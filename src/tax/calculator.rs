//! Progressive marginal tax computation

use super::slabs::slabs_for;

/// Tax payable on `annual_income` for `tax_year`, rounded to whole rupees.
///
/// Each slab taxes only the part of the income between the previous
/// slab's upper bound and its own. Unknown years use the default table.
pub fn compute_tax(annual_income: u64, tax_year: &str) -> u64 {
    let mut tax = 0.0_f64;
    let mut lower = 0_u64;

    for slab in slabs_for(tax_year) {
        if annual_income <= lower {
            break;
        }
        let upper = slab.upper_bound.map_or(annual_income, |b| b.min(annual_income));
        tax += (upper - lower) as f64 * slab.rate;
        match slab.upper_bound {
            Some(bound) => lower = bound,
            None => break,
        }
    }

    tax.round() as u64
}

/// Guarded entry point for raw user input: negative or non-finite income pays no tax.
pub fn compute_tax_checked(annual_income: f64, tax_year: &str) -> u64 {
    if !annual_income.is_finite() || annual_income <= 0.0 {
        return 0;
    }
    compute_tax(annual_income.round() as u64, tax_year)
}

/// Figures shown by the salary tax calculator
#[derive(Debug, Clone, PartialEq)]
pub struct SalaryBreakdown {
    pub tax_year: String,
    pub monthly_income: u64,
    pub yearly_income: u64,
    pub yearly_tax: u64,
    pub monthly_tax: u64,
    pub effective_rate: f64,
    pub monthly_take_home: u64,
    pub yearly_take_home: u64,
}

impl SalaryBreakdown {
    /// Build the breakdown for a monthly salary
    pub fn from_monthly(monthly_income: u64, tax_year: &str) -> Self {
        let yearly_income = monthly_income.saturating_mul(12);
        let yearly_tax = compute_tax(yearly_income, tax_year);
        let monthly_tax = (yearly_tax as f64 / 12.0).round() as u64;
        let effective_rate = if yearly_income == 0 {
            0.0
        } else {
            yearly_tax as f64 / yearly_income as f64 * 100.0
        };

        Self {
            tax_year: tax_year.to_string(),
            monthly_income,
            yearly_income,
            yearly_tax,
            monthly_tax,
            effective_rate,
            monthly_take_home: monthly_income.saturating_sub(monthly_tax),
            yearly_take_home: yearly_income.saturating_sub(yearly_tax),
        }
    }
}
//! Base dialog component

use ratatui::{
    layout::Rect,
    style::{Color, Modifier, Style},
    text::{Line, Span},
    widgets::{Block, Borders, Clear, Paragraph},
    Frame,
};

/// Configuration for rendering a dialog
pub struct DialogConfig<'a> {
    pub title: &'a str,
    pub title_color: Color,
    pub border_color: Color,
    /// Message content (can be multi-line with \n)
    pub message: &'a str,
    /// Hint line shown at the bottom
    pub hint: Option<Vec<Span<'a>>>,
    pub max_width: u16,
}

/// A highlighted key name for dialog hints
pub fn key_hint(key: &str) -> Vec<Span<'static>> {
    vec![Span::styled(
        key.to_string(),
        Style::default()
            .fg(Color::Cyan)
            .add_modifier(Modifier::BOLD),
    )]
}

/// Render a centered dialog overlay
pub fn render_dialog(frame: &mut Frame, config: DialogConfig) {
    let area = frame.area();
    let padding = 4u16; // 2 chars padding on each side
    let max_width = config.max_width.min(area.width);
    let max_line_width = max_width.saturating_sub(padding + 2).max(1) as usize;

    let wrapped_lines = wrap_text(config.message, max_line_width);
    let hint_width = config
        .hint
        .as_ref()
        .map(|spans| spans.iter().map(|s| s.content.chars().count()).sum::<usize>())
        .unwrap_or(0);

    let content_width = wrapped_lines
        .iter()
        .map(|l| l.chars().count())
        .max()
        .unwrap_or(0)
        .max(config.title.chars().count())
        .max(hint_width) as u16;
    let dialog_width = (content_width + padding + 2).min(max_width);

    // title + blank + message + (blank + hint) + borders
    let hint_lines = if config.hint.is_some() { 2 } else { 0 };
    let dialog_height = (2 + wrapped_lines.len() as u16 + hint_lines + 2)
        .max(5)
        .min(area.height);

    let dialog_area = centered(area, dialog_width, dialog_height);

    frame.render_widget(Clear, dialog_area);

    let mut content = vec![
        Line::from(Span::styled(
            config.title,
            Style::default()
                .fg(config.title_color)
                .add_modifier(Modifier::BOLD),
        )),
        Line::from(""),
    ];
    content.extend(wrapped_lines.into_iter().map(Line::from));

    if let Some(hint_spans) = config.hint {
        content.push(Line::from(""));
        content.push(Line::from(hint_spans));
    }

    let dialog = Paragraph::new(content)
        .block(
            Block::default()
                .borders(Borders::ALL)
                .border_style(Style::default().fg(config.border_color))
                .style(Style::default().bg(Color::Black)),
        )
        .style(Style::default().bg(Color::Black));

    frame.render_widget(dialog, dialog_area);
}

/// A `width` x `height` rect centered in `area`
fn centered(area: Rect, width: u16, height: u16) -> Rect {
    Rect {
        x: area.x + area.width.saturating_sub(width) / 2,
        y: area.y + area.height.saturating_sub(height) / 2,
        width,
        height,
    }
}

/// Word-wrap to `max_width` characters
fn wrap_text(text: &str, max_width: usize) -> Vec<String> {
    let mut lines = Vec::new();

    for paragraph in text.split('\n') {
        if paragraph.is_empty() {
            lines.push(String::new());
            continue;
        }

        let mut current_line = String::new();
        for word in paragraph.split_whitespace() {
            let current_len = current_line.chars().count();
            if current_len + word.chars().count() + 1 > max_width && !current_line.is_empty() {
                lines.push(std::mem::take(&mut current_line));
            }
            if !current_line.is_empty() {
                current_line.push(' ');
            }
            current_line.push_str(word);
        }
        if !current_line.is_empty() {
            lines.push(current_line);
        }
    }

    if lines.is_empty() {
        lines.push(String::new());
    }

    lines
}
=======
__PROBLEM__. The answer should contain every line of the data, unchanged.

__SOLUTION FOR THIS PROBLEM__.
filename src/tax/calculator.rs
//! Progressive marginal tax computation

use super::slabs::slabs_for;

/// Tax payable on `annual_income` for `tax_year`, rounded to whole rupees.
///
/// Each slab taxes only the part of the income between the previous
/// slab's upper bound and its own. Unknown years use the default table.
pub fn compute_tax(annual_income: u64, tax_year: &str) -> u64 {
    let mut tax = 0.0_f64;
    let mut lower = 0_u64;

    for slab in slabs_for(tax_year) {
        if annual_income <= lower {
            break;
        }
        let upper = slab.upper_bound.map_or(annual_income, |b| b.min(annual_income));
        tax += (upper - lower) as f64 * slab.rate;
        match slab.upper_bound {
            Some(bound) => lower = bound,
            None => break,
        }
    }

    tax.round() as u64
}

/// Guarded entry point for raw user input: negative or non-finite income pays no tax.
pub fn compute_tax_checked(annual_income: f64, tax_year: &str) -> u64 {
    if !annual_income.is_finite() || annual_income <= 0.0 {
        return 0;
    }
    compute_tax(annual_income.round() as u64, tax_year)
}

/// Figures shown by the salary tax calculator
#[derive(Debug, Clone, PartialEq)]
pub struct SalaryBreakdown {
    pub tax_year: String,
    pub monthly_income: u64,
    pub yearly_income: u64,
    pub yearly_tax: u64,
    pub monthly_tax: u64,
    pub effective_rate: f64,
    pub monthly_take_home: u64,
    pub yearly_take_home: u64,
}

impl SalaryBreakdown {
    /// Build the breakdown for a monthly salary
    pub fn from_monthly(monthly_income: u64, tax_year: &str) -> Self {
        let yearly_income = monthly_income.saturating_mul(12);
        let yearly_tax = compute_tax(yearly_income, tax_year);
        let monthly_tax = (yearly_tax as f64 / 12.0).round() as u64;
        let effective_rate = if yearly_income == 0 {
            0.0
        } else {
            yearly_tax as f64 / yearly_income as f64 * 100.0
        };

        Self {
            tax_year: tax_year.to_string(),
            monthly_income,
            yearly_income,
            yearly_tax,
            monthly_tax,
            effective_rate,
            monthly_take_home: monthly_income.saturating_sub(monthly_tax),
            yearly_take_home: yearly_income.saturating_sub(yearly_tax),
        }
    }
}
//! Base dialog component

use ratatui::{
    layout::Rect,
    style::{Color, Modifier, Style},
    text::{Line, Span},
    widgets::{Block, Borders, Clear, Paragraph},
    Frame,
};

/// Configuration for rendering a dialog
pub struct DialogConfig<'a> {
    pub title: &'a str,
    pub title_color: Color,
    pub border_color: Color,
    /// Message content (can be multi-line with \n)
    pub message: &'a str,
    /// Hint line shown at the bottom
    pub hint: Option<Vec<Span<'a>>>,
    pub max_width: u16,
}

/// A highlighted key name for dialog hints
pub fn key_hint(key: &str) -> Vec<Span<'static>> {
    vec![Span::styled(
        key.to_string(),
        Style::default()
            .fg(Color::Cyan)
            .add_modifier(Modifier::BOLD),
    )]
}

/// Render a centered dialog overlay
pub fn render_dialog(frame: &mut Frame, config: DialogConfig) {
    let area = frame.area();
    let padding = 4u16; // 2 chars padding on each side
    let max_width = config.max_width.min(area.width);
    let max_line_width = max_width.saturating_sub(padding + 2).max(1) as usize;

    let wrapped_lines = wrap_text(config.message, max_line_width);
    let hint_width = config
        .hint
        .as_ref()
        .map(|spans| spans.iter().map(|s| s.content.chars().count()).sum::<usize>())
        .unwrap_or(0);

    let content_width = wrapped_lines
        .iter()
        .map(|l| l.chars().count())
        .max()
        .unwrap_or(0)
        .max(config.title.chars().count())
        .max(hint_width) as u16;
    let dialog_width = (content_width + padding + 2).min(max_width);

    // title + blank + message + (blank + hint) + borders
    let hint_lines = if config.hint.is_some() { 2 } else { 0 };
    let dialog_height = (2 + wrapped_lines.len() as u16 + hint_lines + 2)
        .max(5)
        .min(area.height);

    let dialog_area = centered(area, dialog_width, dialog_height);

    frame.render_widget(Clear, dialog_area);

    let mut content = vec![
        Line::from(Span::styled(
            config.title,
            Style::default()
                .fg(config.title_color)
                .add_modifier(Modifier::BOLD),
        )),
        Line::from(""),
    ];
    content.extend(wrapped_lines.into_iter().map(Line::from));

    if let Some(hint_spans) = config.hint {
        content.push(Line::from(""));
        content.push(Line::from(hint_spans));
    }

    let dialog = Paragraph::new(content)
        .block(
            Block::default()
                .borders(Borders::ALL)
                .border_style(Style::default().fg(config.border_color))
                .style(Style::default().bg(Color::Black)),
        )
        .style(Style::default().bg(Color::Black));

    frame.render_widget(dialog, dialog_area);
}

/// A `width` x `height` rect centered in `area`
fn centered(area: Rect, width: u16, height: u16) -> Rect {
    Rect {
        x: area.x + area.width.saturating_sub(width) / 2,
        y: area.y + area.height.saturating_sub(height) / 2,
        width,
        height,
    }
}

/// Word-wrap to `max_width` characters
fn wrap_text(text: &str, max_width: usize) -> Vec<String> {
    let mut lines = Vec::new();

    for paragraph in text.split('\n') {
        if paragraph.is_empty() {
            lines.push(String::new());
            continue;
        }

        let mut current_line = String::new();
        for word in paragraph.split_whitespace() {
            let current_len = current_line.chars().count();
            if current_len + word.chars().count() + 1 > max_width && !current_line.is_empty() {
                lines.push(std::mem::take(&mut current_line));
            }
            if !current_line.is_empty() {
                current_line.push(' ');
            }
            current_line.push_str(word);
        }
        if !current_line.is_empty() {
            lines.push(current_line);
        }
    }

    if lines.is_empty() {
        lines.push(String::new());
    }

    lines
}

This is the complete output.